» Records from a dataset:

● ● ● ●

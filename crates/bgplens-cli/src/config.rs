use std::collections::BTreeMap;
use std::path::{Path, PathBuf};

use anyhow::{Context, Result};
use serde::Deserialize;

/// Optional user configuration. CLI flags always win over config values.
///
/// ```toml
/// default_interface = "textdump"
///
/// [interfaces.textdump]
/// path = "/data/bgp-archive"
/// ```
#[derive(Debug, Clone, Deserialize, Default)]
pub struct Config {
    #[serde(default)]
    pub default_interface: Option<String>,

    /// Per-interface option defaults, applied before any `-o` flag
    #[serde(default)]
    pub interfaces: BTreeMap<String, BTreeMap<String, String>>,
}

impl Config {
    pub fn load(explicit: Option<&str>) -> Result<Self> {
        match resolve_config_path(explicit) {
            Some(path) => Self::load_from(&path),
            None => Ok(Self::default()),
        }
    }

    pub fn load_from(path: &Path) -> Result<Self> {
        if !path.exists() {
            return Ok(Self::default());
        }
        let content = std::fs::read_to_string(path)
            .with_context(|| format!("cannot read config file {}", path.display()))?;
        toml::from_str(&content)
            .with_context(|| format!("invalid config file {}", path.display()))
    }
}

/// Resolve the config file path based on priority:
/// 1. Explicit `--config` path
/// 2. BGPLENS_CONFIG environment variable
/// 3. XDG config directory (`<config>/bgplens/config.toml`)
fn resolve_config_path(explicit: Option<&str>) -> Option<PathBuf> {
    if let Some(path) = explicit {
        return Some(PathBuf::from(path));
    }
    if let Ok(env_path) = std::env::var("BGPLENS_CONFIG") {
        return Some(PathBuf::from(env_path));
    }
    dirs::config_dir().map(|dir| dir.join("bgplens").join("config.toml"))
}
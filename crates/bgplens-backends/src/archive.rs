use std::collections::{HashMap, HashSet, VecDeque};
use std::path::PathBuf;
use std::time::{Duration, Instant};

use bgplens_types::{DumpType, FilterSet, Record};

use crate::cancel::CancelToken;
use crate::dumpfile;
use crate::error::Result;
use crate::traits::{DataBackend, DumpCatalog, DumpMeta};

const RESCAN_SLICE: Duration = Duration::from_millis(200);

/// Catalog-driven archival backend shared by the shipped data interfaces.
///
/// Dumps are admitted once (tracked by path), filtered by provenance
/// metadata and window reachability, thinned by the RIB replay period, and
/// delivered in dump-time order within each enumeration pass. A dump
/// stamped before a window is still read, since its records may fall
/// inside it; the per-record window check happens at read time. Blocking
/// consumers re-enumerate the catalog through `await_new_data`, which is
/// the only place this backend ever waits.
pub struct ArchiveBackend {
    catalog: Box<dyn DumpCatalog>,
    filters: FilterSet,
    pending: VecDeque<DumpMeta>,
    queue: VecDeque<Record>,
    seen: HashSet<PathBuf>,
    /// dump_time of the last kept rib, per collector
    last_rib: HashMap<String, u32>,
}

impl ArchiveBackend {
    pub fn new(catalog: Box<dyn DumpCatalog>, filters: FilterSet) -> Result<Self> {
        let mut backend = Self {
            catalog,
            filters,
            pending: VecDeque::new(),
            queue: VecDeque::new(),
            seen: HashSet::new(),
            last_rib: HashMap::new(),
        };
        backend.refresh()?;
        Ok(backend)
    }

    /// Re-enumerate the catalog and admit unseen dumps. Returns how many
    /// dumps were admitted.
    fn refresh(&mut self) -> Result<usize> {
        let mut fresh: Vec<DumpMeta> = Vec::new();
        for meta in self.catalog.enumerate()? {
            if !self.seen.insert(meta.path.clone()) {
                continue;
            }
            if self.admits(&meta) {
                fresh.push(meta);
            }
        }

        fresh.sort_by(|a, b| {
            (a.dump_time, &a.collector, &a.path).cmp(&(b.dump_time, &b.collector, &b.path))
        });

        let mut admitted = 0;
        for meta in fresh {
            if !self.passes_rib_period(&meta) {
                continue;
            }
            if meta.dump_type == DumpType::Rib {
                self.last_rib.insert(meta.collector.clone(), meta.dump_time);
            }
            self.pending.push_back(meta);
            admitted += 1;
        }
        Ok(admitted)
    }

    fn admits(&self, meta: &DumpMeta) -> bool {
        self.filters.matches_project(&meta.project)
            && self.filters.matches_collector(&meta.collector)
            && self
                .filters
                .matches_record_type(meta.dump_type.filter_name())
            && self.filters.reaches_window(meta.dump_time)
    }

    /// Replay-period thinning: keep a rib dump only if it is at least
    /// `period` seconds after the previously kept rib of the same
    /// collector. Updates are never thinned.
    fn passes_rib_period(&self, meta: &DumpMeta) -> bool {
        if meta.dump_type != DumpType::Rib {
            return true;
        }
        let Some(period) = self.filters.rib_period() else {
            return true;
        };
        match self.last_rib.get(&meta.collector) {
            Some(&last) => meta.dump_time >= last.saturating_add(period),
            None => true,
        }
    }

    /// Load records from the next pending dump into the delivery queue.
    /// Returns false when no dumps remain.
    fn load_next_dump(&mut self) -> bool {
        match self.pending.pop_front() {
            Some(meta) => {
                self.queue
                    .extend(dumpfile::read_records(&meta, &self.filters));
                true
            }
            None => false,
        }
    }
}

impl DataBackend for ArchiveBackend {
    fn next_record(&mut self) -> Result<Option<Record>> {
        loop {
            if let Some(record) = self.queue.pop_front() {
                return Ok(Some(record));
            }
            if !self.load_next_dump() {
                return Ok(None);
            }
        }
    }

    fn await_new_data(&mut self, token: &CancelToken, budget: Duration) -> Result<bool> {
        let deadline = Instant::now() + budget;
        loop {
            if token.is_cancelled() {
                return Ok(false);
            }
            if self.refresh()? > 0 {
                return Ok(true);
            }
            let remaining = deadline.saturating_duration_since(Instant::now());
            if remaining.is_zero() {
                return Ok(false);
            }
            std::thread::sleep(remaining.min(RESCAN_SLICE));
        }
    }
}

#[cfg(test)]
mod tests {
    use super::*;
    use bgplens_types::{FilterKind, RecordStatus, TimeWindow};
    use std::io::Write;
    use std::sync::{Arc, Mutex};

    /// In-memory catalog backed by real temp files for the record payloads.
    struct FakeCatalog {
        entries: Arc<Mutex<Vec<DumpMeta>>>,
    }

    impl DumpCatalog for FakeCatalog {
        fn enumerate(&mut self) -> Result<Vec<DumpMeta>> {
            Ok(self.entries.lock().unwrap().clone())
        }
    }

    struct World {
        dir: tempfile::TempDir,
        entries: Arc<Mutex<Vec<DumpMeta>>>,
    }

    impl World {
        fn new() -> Self {
            Self {
                dir: tempfile::tempdir().unwrap(),
                entries: Arc::new(Mutex::new(Vec::new())),
            }
        }

        fn catalog(&self) -> Box<dyn DumpCatalog> {
            Box::new(FakeCatalog {
                entries: self.entries.clone(),
            })
        }

        fn add_dump(
            &self,
            project: &str,
            collector: &str,
            dump_type: DumpType,
            dump_time: u32,
            lines: &[String],
        ) {
            let path = self.dir.path().join(format!(
                "{}.{}.{}.{}.dump",
                project,
                collector,
                dump_type.filter_name(),
                dump_time
            ));
            let mut file = std::fs::File::create(&path).unwrap();
            for line in lines {
                writeln!(file, "{}", line).unwrap();
            }
            self.entries.lock().unwrap().push(DumpMeta {
                path,
                project: project.to_string(),
                collector: collector.to_string(),
                dump_type,
                dump_time,
            });
        }
    }

    fn withdrawal(time: u32) -> String {
        format!("{}|W,10.0.0.1,64500,192.0.2.0/24", time)
    }

    fn wide_filters() -> FilterSet {
        let mut filters = FilterSet::new();
        filters.add_window(TimeWindow::new(0, 100_000));
        filters
    }

    fn drain(backend: &mut ArchiveBackend) -> Vec<Record> {
        let mut out = Vec::new();
        while let Some(record) = backend.next_record().unwrap() {
            out.push(record);
        }
        out
    }

    #[test]
    fn test_dumps_delivered_in_dump_time_order() {
        let world = World::new();
        world.add_dump("ris", "rrc01", DumpType::Update, 200, &[withdrawal(200)]);
        world.add_dump("ris", "rrc00", DumpType::Update, 100, &[withdrawal(100)]);

        let mut backend = ArchiveBackend::new(world.catalog(), wide_filters()).unwrap();
        let records = drain(&mut backend);
        assert_eq!(records.len(), 2);
        assert_eq!(records[0].collector, "rrc00");
        assert_eq!(records[1].collector, "rrc01");
    }

    #[test]
    fn test_metadata_filters_select_dumps() {
        let world = World::new();
        world.add_dump("ris", "rrc00", DumpType::Update, 100, &[withdrawal(100)]);
        world.add_dump("routeviews", "rv2", DumpType::Update, 100, &[withdrawal(100)]);
        world.add_dump("ris", "rrc00", DumpType::Rib, 100, &[withdrawal(100)]);

        let mut filters = wide_filters();
        filters.add_filter(FilterKind::Project, "ris");
        filters.add_filter(FilterKind::RecordType, "updates");

        let mut backend = ArchiveBackend::new(world.catalog(), filters).unwrap();
        let records = drain(&mut backend);
        assert_eq!(records.len(), 1);
        assert_eq!(records[0].project, "ris");
        assert_eq!(records[0].dump_type, DumpType::Update);
    }

    #[test]
    fn test_dumps_stamped_past_every_window_are_skipped() {
        let world = World::new();
        world.add_dump("ris", "rrc00", DumpType::Update, 100, &[withdrawal(100)]);
        world.add_dump("ris", "rrc00", DumpType::Update, 900, &[withdrawal(900)]);

        let mut filters = FilterSet::new();
        filters.add_window(TimeWindow::new(0, 500));

        let mut backend = ArchiveBackend::new(world.catalog(), filters).unwrap();
        let records = drain(&mut backend);
        assert_eq!(records.len(), 1);
        assert_eq!(records[0].dump_time, 100);
    }

    #[test]
    fn test_dump_stamped_before_window_yields_its_in_window_records() {
        let world = World::new();
        world.add_dump(
            "ris",
            "rrc00",
            DumpType::Update,
            40,
            &[withdrawal(42), withdrawal(50)],
        );

        let mut filters = FilterSet::new();
        filters.add_window(TimeWindow::new(45, 100));

        let mut backend = ArchiveBackend::new(world.catalog(), filters).unwrap();
        let records = drain(&mut backend);
        assert_eq!(records.len(), 2);
        assert_eq!(records[0].status, RecordStatus::FilteredSource);
        assert_eq!(records[1].status, RecordStatus::Valid);
        assert_eq!(records[1].record_time, 50);
    }

    #[test]
    fn test_rib_period_thins_per_collector() {
        let world = World::new();
        for t in [0u32, 100, 3600, 4000, 7200] {
            world.add_dump("ris", "rrc00", DumpType::Rib, t, &[withdrawal(t)]);
        }
        // another collector keeps its own cadence
        world.add_dump("ris", "rrc01", DumpType::Rib, 100, &[withdrawal(100)]);

        let mut filters = wide_filters();
        filters.set_rib_period(3600);

        let mut backend = ArchiveBackend::new(world.catalog(), filters).unwrap();
        let kept: Vec<(String, u32)> = drain(&mut backend)
            .into_iter()
            .map(|r| (r.collector, r.dump_time))
            .collect();
        assert_eq!(
            kept,
            vec![
                ("rrc00".to_string(), 0),
                ("rrc01".to_string(), 100),
                ("rrc00".to_string(), 3600),
                ("rrc00".to_string(), 7200),
            ]
        );
    }

    #[test]
    fn test_await_new_data_discovers_fresh_dumps() {
        let world = World::new();
        world.add_dump("ris", "rrc00", DumpType::Update, 100, &[withdrawal(100)]);

        let mut backend = ArchiveBackend::new(world.catalog(), wide_filters()).unwrap();
        assert_eq!(drain(&mut backend).len(), 1);
        assert!(backend.next_record().unwrap().is_none());

        let token = CancelToken::new();
        assert!(!backend
            .await_new_data(&token, Duration::from_millis(1))
            .unwrap());

        world.add_dump("ris", "rrc00", DumpType::Update, 200, &[withdrawal(200)]);
        assert!(backend
            .await_new_data(&token, Duration::from_millis(1))
            .unwrap());
        let records = drain(&mut backend);
        assert_eq!(records.len(), 1);
        assert_eq!(records[0].record_time, 200);
    }

    #[test]
    fn test_cancelled_token_returns_promptly() {
        let world = World::new();
        let mut backend = ArchiveBackend::new(world.catalog(), wide_filters()).unwrap();

        let token = CancelToken::new();
        token.cancel();
        let started = Instant::now();
        assert!(!backend
            .await_new_data(&token, Duration::from_secs(30))
            .unwrap());
        assert!(started.elapsed() < Duration::from_secs(1));
    }
}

● ● ● ●

» Task brief: Go through the data and gather every line that holds "entries".

» Written answer:
        entries: Arc<Mutex<Vec<DumpMeta>>>,
            Ok(self.entries.lock().unwrap().clone())
        entries: Arc<Mutex<Vec<DumpMeta>>>,
                entries: Arc::new(Mutex::new(Vec::new())),
                entries: self.entries.clone(),
            self.entries.lock().unwrap().push(DumpMeta {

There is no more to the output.